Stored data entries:
________________________

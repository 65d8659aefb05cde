//! HTMX-specific assertion helpers

use axum_test::TestResponse;

/// Assert that the response carries `HX-Refresh: true`
///
/// # Panics
///
/// Panics if the header is missing or not `true`
pub fn assert_hx_refresh(response: &TestResponse) {
    let header = response
        .headers()
        .get("HX-Refresh")
        .expect("HX-Refresh header not found");
    assert_eq!(header, "true", "Expected HX-Refresh: true");
}

/// Assert that an `HX-Trigger-After-Settle` header names the expected event
///
/// # Panics
///
/// Panics if the header is missing or doesn't contain the event
pub fn assert_hx_trigger_after_settle(response: &TestResponse, expected_event: &str) {
    let header = response
        .headers()
        .get("HX-Trigger-After-Settle")
        .expect("HX-Trigger-After-Settle header not found");
    let actual = header
        .to_str()
        .expect("Invalid HX-Trigger-After-Settle header value");
    assert!(
        actual.contains(expected_event),
        "Expected HX-Trigger-After-Settle to contain {expected_event}, got {actual}"
    );
}

/// Assert that the body contains the screen with the given element id
///
/// # Panics
///
/// Panics if the screen section is missing
pub fn assert_screen(response: &TestResponse, screen_id: &str) {
    let body = response.text();
    let marker = format!(r#"<section id="{screen_id}""#);
    assert!(body.contains(&marker), "Expected screen {screen_id}, got {body}");
}
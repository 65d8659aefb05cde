//! Session state
//!
//! A [`SessionState`] is created when the user selects a case and replaced
//! wholesale on the next selection. It holds the selected template (shared
//! with the catalogue, never modified), the current variable values, the live
//! text of edited fields and the placeholder layout of every step.

use std::sync::Arc;

use thiserror::Error;

use crate::catalogue::{Catalogue, Template, Variables};
use crate::engine::{AnnotatedStep, FieldId, FieldValues, StepLayout};

mod id;
mod store;

pub use id::SessionId;
pub use store::SessionStore;

/// Session errors
#[derive(Debug, Clone, PartialEq, Eq, Error)]
pub enum SessionError {
    /// The selected case is not in the catalogue
    #[error("template not found: {0}")]
    UnknownCase(String),

    /// No editable field with this identity exists in the selected template
    #[error("unknown editable field: {0}")]
    UnknownField(FieldId),

    /// No variable with this name exists in the selected template
    #[error("unknown variable: {0}")]
    UnknownVariable(String),

    /// No case has been selected in this session
    #[error("no template selected")]
    NoSelection,

    /// Session cookie is not a valid identifier
    #[error("invalid session id")]
    InvalidSessionId,
}

/// A flattened step, as used by the preview and the export
#[derive(Debug, Clone, PartialEq, Eq)]
pub struct FlattenedStep {
    /// Section heading
    pub title: String,
    /// Plain text content with current values
    pub text: String,
}

/// Per-user working state for the selected template
#[derive(Debug, Clone)]
pub struct SessionState {
    case_id: String,
    template: Arc<Template>,
    current_step: usize,
    template_data: Variables,
    fields: FieldValues,
    layouts: Vec<StepLayout>,
}

impl SessionState {
    /// Start a session on `case_id`
    ///
    /// Variables are seeded from the template defaults and the placeholder
    /// layout of each step is computed against those defaults.
    pub fn select(catalogue: &Catalogue, case_id: &str) -> Result<Self, SessionError> {
        let template = catalogue
            .get(case_id)
            .cloned()
            .ok_or_else(|| SessionError::UnknownCase(case_id.to_string()))?;

        Ok(Self::for_template(case_id, template))
    }

    /// Start a session on an already-resolved template
    #[must_use]
    pub fn for_template(case_id: impl Into<String>, template: Arc<Template>) -> Self {
        let template_data = template.variables.clone();
        let layouts = template
            .steps
            .iter()
            .enumerate()
            .map(|(index, step)| StepLayout::build(step, index, &template_data))
            .collect();

        Self {
            case_id: case_id.into(),
            template,
            current_step: 0,
            template_data,
            fields: FieldValues::new(),
            layouts,
        }
    }

    /// Selected case identifier
    #[must_use]
    pub fn case_id(&self) -> &str {
        &self.case_id
    }

    /// Selected template
    #[must_use]
    pub fn template(&self) -> &Arc<Template> {
        &self.template
    }

    /// Document title
    #[must_use]
    pub fn title(&self) -> &str {
        &self.template.title
    }

    /// Step cursor
    #[must_use]
    pub const fn current_step(&self) -> usize {
        self.current_step
    }

    /// Current variable values
    #[must_use]
    pub const fn template_data(&self) -> &Variables {
        &self.template_data
    }

    /// Live text of a field, if it has been edited
    #[must_use]
    pub fn field_text(&self, id: FieldId) -> Option<&str> {
        self.fields.get(&id).map(String::as_str)
    }

    /// Record the live text of an editable field
    pub fn set_field(&mut self, id: FieldId, text: impl Into<String>) -> Result<(), SessionError> {
        let placed = self
            .layouts
            .get(id.step)
            .is_some_and(|layout| layout.has_field(id));
        if !placed {
            return Err(SessionError::UnknownField(id));
        }

        self.fields.insert(id, text.into());
        Ok(())
    }

    /// Record the current value of a variable
    pub fn set_variable(&mut self, name: &str, value: impl Into<String>) -> Result<(), SessionError> {
        if self.template_data.set(name, value) {
            Ok(())
        } else {
            Err(SessionError::UnknownVariable(name.to_string()))
        }
    }

    /// Annotated rendering of every step, in template order
    #[must_use]
    pub fn render(&self) -> Vec<AnnotatedStep> {
        self.template
            .steps
            .iter()
            .zip(&self.layouts)
            .map(|(step, layout)| layout.render(step, &self.fields, &self.template_data))
            .collect()
    }

    /// Plain-text content of one step
    #[must_use]
    pub fn flatten_step(&self, index: usize) -> Option<String> {
        self.layouts
            .get(index)
            .map(|layout| layout.flatten(&self.fields, &self.template_data))
    }

    /// Plain-text content of every step, in template order
    #[must_use]
    pub fn flatten(&self) -> Vec<FlattenedStep> {
        self.template
            .steps
            .iter()
            .zip(&self.layouts)
            .map(|(step, layout)| FlattenedStep {
                title: step.title.clone(),
                text: layout.flatten(&self.fields, &self.template_data),
            })
            .collect()
    }
}

#[cfg(test)]
mod tests {
    use super::*;
    use crate::catalogue::{EditableField, Step};

    fn catalogue() -> Catalogue {
        Catalogue::default().with(
            "fiterahana",
            Template {
                title: "Fiterahana Zaza".to_string(),
                variables: Variables::new().with("zaza", "Koto"),
                steps: vec![
                    Step {
                        title: "Fiarahabana".to_string(),
                        content: "Ry \"havana\", teraka i Koto.".to_string(),
                        editable_fields: vec![EditableField::new("havana")],
                        ..Step::default()
                    },
                    Step {
                        title: "Famaranana".to_string(),
                        content: "Misaotra tompoko.".to_string(),
                        ..Step::default()
                    },
                ],
            },
        )
    }

    #[test]
    fn test_select_seeds_state() {
        let session = SessionState::select(&catalogue(), "fiterahana").unwrap();

        assert_eq!(session.case_id(), "fiterahana");
        assert_eq!(session.title(), "Fiterahana Zaza");
        assert_eq!(session.current_step(), 0);
        assert_eq!(session.template_data().get("zaza"), Some("Koto"));
        assert_eq!(session.render().len(), 2);
    }

    #[test]
    fn test_select_unknown_case() {
        assert_eq!(
            SessionState::select(&catalogue(), "tsy-misy").unwrap_err(),
            SessionError::UnknownCase("tsy-misy".to_string())
        );
    }

    #[test]
    fn test_edits_never_touch_the_catalogue() {
        let catalogue = catalogue();
        let mut session = SessionState::select(&catalogue, "fiterahana").unwrap();

        session.set_variable("zaza", "Soa").unwrap();
        session.set_field(FieldId::new(0, 0), "\"namana\"").unwrap();

        let template = catalogue.get("fiterahana").unwrap();
        assert_eq!(template.variables.get("zaza"), Some("Koto"));
        assert_eq!(
            session.flatten_step(0).unwrap(),
            "Ry \"namana\", teraka i Soa."
        );
    }

    #[test]
    fn test_unknown_field_and_variable() {
        let mut session = SessionState::select(&catalogue(), "fiterahana").unwrap();

        assert_eq!(
            session.set_field(FieldId::new(1, 0), "x"),
            Err(SessionError::UnknownField(FieldId::new(1, 0)))
        );
        assert_eq!(
            session.set_field(FieldId::new(9, 0), "x"),
            Err(SessionError::UnknownField(FieldId::new(9, 0)))
        );
        assert_eq!(
            session.set_variable("tsy-misy", "x"),
            Err(SessionError::UnknownVariable("tsy-misy".to_string()))
        );
    }

    #[test]
    fn test_flatten_follows_step_order() {
        let session = SessionState::select(&catalogue(), "fiterahana").unwrap();
        let steps = session.flatten();

        assert_eq!(steps[0].title, "Fiarahabana");
        assert_eq!(steps[1].text, "Misaotra tompoko.");
        assert_eq!(session.flatten_step(2), None);
    }
}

________________________

*Work order*
Show each line of the records above containing "struct".

*Answer*
pub struct FlattenedStep {
pub struct SessionState {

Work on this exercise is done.